Your objective -
Line by line, return everything in the listing exactly.

Task data -

//! Типизированные значения свойств узла.
//!
//! Набор вариантов закрыт: примитивы, строка, сырой блоб и однородные
//! массивы. Каждому варианту соответствует ровно один однобайтовый тег
//! бинарного формата (см. [`crate::engine::fbx::tags`]).

use crate::engine::fbx::tags::{
    TAG_BOOL, TAG_BOOL_ARRAY, TAG_F32, TAG_F32_ARRAY, TAG_F64, TAG_F64_ARRAY, TAG_I16, TAG_I32,
    TAG_I32_ARRAY, TAG_I64, TAG_I64_ARRAY, TAG_RAW, TAG_STRING,
};

/// Значение свойства узла.
#[derive(Debug, Clone, PartialEq)]
pub enum Property {
    I16(i16),
    Bool(bool),
    I32(i32),
    F32(f32),
    F64(f64),
    I64(i64),
    String(String),
    Raw(Vec<u8>),
    F32Array(Vec<f32>),
    F64Array(Vec<f64>),
    I64Array(Vec<i64>),
    I32Array(Vec<i32>),
    BoolArray(Vec<bool>),
}

impl Property {
    /// Тег типа, под которым значение записывается в поток.
    pub fn tag(&self) -> u8 {
        match self {
            Property::I16(_) => TAG_I16,
            Property::Bool(_) => TAG_BOOL,
            Property::I32(_) => TAG_I32,
            Property::F32(_) => TAG_F32,
            Property::F64(_) => TAG_F64,
            Property::I64(_) => TAG_I64,
            Property::String(_) => TAG_STRING,
            Property::Raw(_) => TAG_RAW,
            Property::F32Array(_) => TAG_F32_ARRAY,
            Property::F64Array(_) => TAG_F64_ARRAY,
            Property::I64Array(_) => TAG_I64_ARRAY,
            Property::I32Array(_) => TAG_I32_ARRAY,
            Property::BoolArray(_) => TAG_BOOL_ARRAY,
        }
    }

    /// Короткое имя типа для логов и сообщений об ошибках.
    pub fn type_name(&self) -> &'static str {
        match self {
            Property::I16(_) => "i16",
            Property::Bool(_) => "bool",
            Property::I32(_) => "i32",
            Property::F32(_) => "f32",
            Property::F64(_) => "f64",
            Property::I64(_) => "i64",
            Property::String(_) => "string",
            Property::Raw(_) => "raw",
            Property::F32Array(_) => "f32[]",
            Property::F64Array(_) => "f64[]",
            Property::I64Array(_) => "i64[]",
            Property::I32Array(_) => "i32[]",
            Property::BoolArray(_) => "bool[]",
        }
    }

    pub fn is_array(&self) -> bool {
        self.array_len().is_some()
    }

    /// Кол-во элементов для массивов, `None` для остальных типов.
    pub fn array_len(&self) -> Option<usize> {
        match self {
            Property::F32Array(v) => Some(v.len()),
            Property::F64Array(v) => Some(v.len()),
            Property::I64Array(v) => Some(v.len()),
            Property::I32Array(v) => Some(v.len()),
            Property::BoolArray(v) => Some(v.len()),
            _ => None,
        }
    }

    pub fn as_str(&self) -> Option<&str> {
        match self {
            Property::String(s) => Some(s),
            _ => None,
        }
    }

    pub fn as_bytes(&self) -> Option<&[u8]> {
        match self {
            Property::Raw(b) => Some(b),
            _ => None,
        }
    }

    pub fn as_bool(&self) -> Option<bool> {
        match self {
            Property::Bool(b) => Some(*b),
            _ => None,
        }
    }

    /// Целое значение с расширением до `i64` (без потерь для всех целых
    /// скаляров).
    pub fn as_i64(&self) -> Option<i64> {
        match self {
            Property::I16(v) => Some(i64::from(*v)),
            Property::I32(v) => Some(i64::from(*v)),
            Property::I64(v) => Some(*v),
            _ => None,
        }
    }

    /// Вещественное значение с расширением до `f64`.
    pub fn as_f64(&self) -> Option<f64> {
        match self {
            Property::F32(v) => Some(f64::from(*v)),
            Property::F64(v) => Some(*v),
            _ => None,
        }
    }
}

macro_rules! impl_from_for_property {
    ($($ty:ty => $variant:ident),* $(,)?) => {
        $(
            impl From<$ty> for Property {
                fn from(v: $ty) -> Self {
                    Property::$variant(v)
                }
            }
        )*
    };
}

impl_from_for_property! {
    i16 => I16,
    bool => Bool,
    i32 => I32,
    f32 => F32,
    f64 => F64,
    i64 => I64,
    String => String,
    Vec<u8> => Raw,
    Vec<f32> => F32Array,
    Vec<f64> => F64Array,
    Vec<i64> => I64Array,
    Vec<i32> => I32Array,
    Vec<bool> => BoolArray,
}

impl From<&str> for Property {
    fn from(s: &str) -> Self {
        Property::String(s.to_string())
    }
}
mod heap;
mod min_heap;

pub mod compare;
pub mod errors;
pub mod utils;

pub use crate::heap::{Heap, IntoIterSorted, MaxHeap, DEFAULT_CAPACITY};
pub use compare::{Compare, Natural, Reversed};
pub use errors::HeapError;
pub use min_heap::MinHeap;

Task solution -
//! Типизированные значения свойств узла.
//!
//! Набор вариантов закрыт: примитивы, строка, сырой блоб и однородные
//! массивы. Каждому варианту соответствует ровно один однобайтовый тег
//! бинарного формата (см. [`crate::engine::fbx::tags`]).

use crate::engine::fbx::tags::{
    TAG_BOOL, TAG_BOOL_ARRAY, TAG_F32, TAG_F32_ARRAY, TAG_F64, TAG_F64_ARRAY, TAG_I16, TAG_I32,
    TAG_I32_ARRAY, TAG_I64, TAG_I64_ARRAY, TAG_RAW, TAG_STRING,
};

/// Значение свойства узла.
#[derive(Debug, Clone, PartialEq)]
pub enum Property {
    I16(i16),
    Bool(bool),
    I32(i32),
    F32(f32),
    F64(f64),
    I64(i64),
    String(String),
    Raw(Vec<u8>),
    F32Array(Vec<f32>),
    F64Array(Vec<f64>),
    I64Array(Vec<i64>),
    I32Array(Vec<i32>),
    BoolArray(Vec<bool>),
}

impl Property {
    /// Тег типа, под которым значение записывается в поток.
    pub fn tag(&self) -> u8 {
        match self {
            Property::I16(_) => TAG_I16,
            Property::Bool(_) => TAG_BOOL,
            Property::I32(_) => TAG_I32,
            Property::F32(_) => TAG_F32,
            Property::F64(_) => TAG_F64,
            Property::I64(_) => TAG_I64,
            Property::String(_) => TAG_STRING,
            Property::Raw(_) => TAG_RAW,
            Property::F32Array(_) => TAG_F32_ARRAY,
            Property::F64Array(_) => TAG_F64_ARRAY,
            Property::I64Array(_) => TAG_I64_ARRAY,
            Property::I32Array(_) => TAG_I32_ARRAY,
            Property::BoolArray(_) => TAG_BOOL_ARRAY,
        }
    }

    /// Короткое имя типа для логов и сообщений об ошибках.
    pub fn type_name(&self) -> &'static str {
        match self {
            Property::I16(_) => "i16",
            Property::Bool(_) => "bool",
            Property::I32(_) => "i32",
            Property::F32(_) => "f32",
            Property::F64(_) => "f64",
            Property::I64(_) => "i64",
            Property::String(_) => "string",
            Property::Raw(_) => "raw",
            Property::F32Array(_) => "f32[]",
            Property::F64Array(_) => "f64[]",
            Property::I64Array(_) => "i64[]",
            Property::I32Array(_) => "i32[]",
            Property::BoolArray(_) => "bool[]",
        }
    }

    pub fn is_array(&self) -> bool {
        self.array_len().is_some()
    }

    /// Кол-во элементов для массивов, `None` для остальных типов.
    pub fn array_len(&self) -> Option<usize> {
        match self {
            Property::F32Array(v) => Some(v.len()),
            Property::F64Array(v) => Some(v.len()),
            Property::I64Array(v) => Some(v.len()),
            Property::I32Array(v) => Some(v.len()),
            Property::BoolArray(v) => Some(v.len()),
            _ => None,
        }
    }

    pub fn as_str(&self) -> Option<&str> {
        match self {
            Property::String(s) => Some(s),
            _ => None,
        }
    }

    pub fn as_bytes(&self) -> Option<&[u8]> {
        match self {
            Property::Raw(b) => Some(b),
            _ => None,
        }
    }

    pub fn as_bool(&self) -> Option<bool> {
        match self {
            Property::Bool(b) => Some(*b),
            _ => None,
        }
    }

    /// Целое значение с расширением до `i64` (без потерь для всех целых
    /// скаляров).
    pub fn as_i64(&self) -> Option<i64> {
        match self {
            Property::I16(v) => Some(i64::from(*v)),
            Property::I32(v) => Some(i64::from(*v)),
            Property::I64(v) => Some(*v),
            _ => None,
        }
    }

    /// Вещественное значение с расширением до `f64`.
    pub fn as_f64(&self) -> Option<f64> {
        match self {
            Property::F32(v) => Some(f64::from(*v)),
            Property::F64(v) => Some(*v),
            _ => None,
        }
    }
}

macro_rules! impl_from_for_property {
    ($($ty:ty => $variant:ident),* $(,)?) => {
        $(
            impl From<$ty> for Property {
                fn from(v: $ty) -> Self {
                    Property::$variant(v)
                }
            }
        )*
    };
}

impl_from_for_property! {
    i16 => I16,
    bool => Bool,
    i32 => I32,
    f32 => F32,
    f64 => F64,
    i64 => I64,
    String => String,
    Vec<u8> => Raw,
    Vec<f32> => F32Array,
    Vec<f64> => F64Array,
    Vec<i64> => I64Array,
    Vec<i32> => I32Array,
    Vec<bool> => BoolArray,
}

impl From<&str> for Property {
    fn from(s: &str) -> Self {
        Property::String(s.to_string())
    }
}
mod heap;
mod min_heap;

pub mod compare;
pub mod errors;
pub mod utils;

pub use crate::heap::{Heap, IntoIterSorted, MaxHeap, DEFAULT_CAPACITY};
pub use compare::{Compare, Natural, Reversed};
pub use errors::HeapError;
pub use min_heap::MinHeap;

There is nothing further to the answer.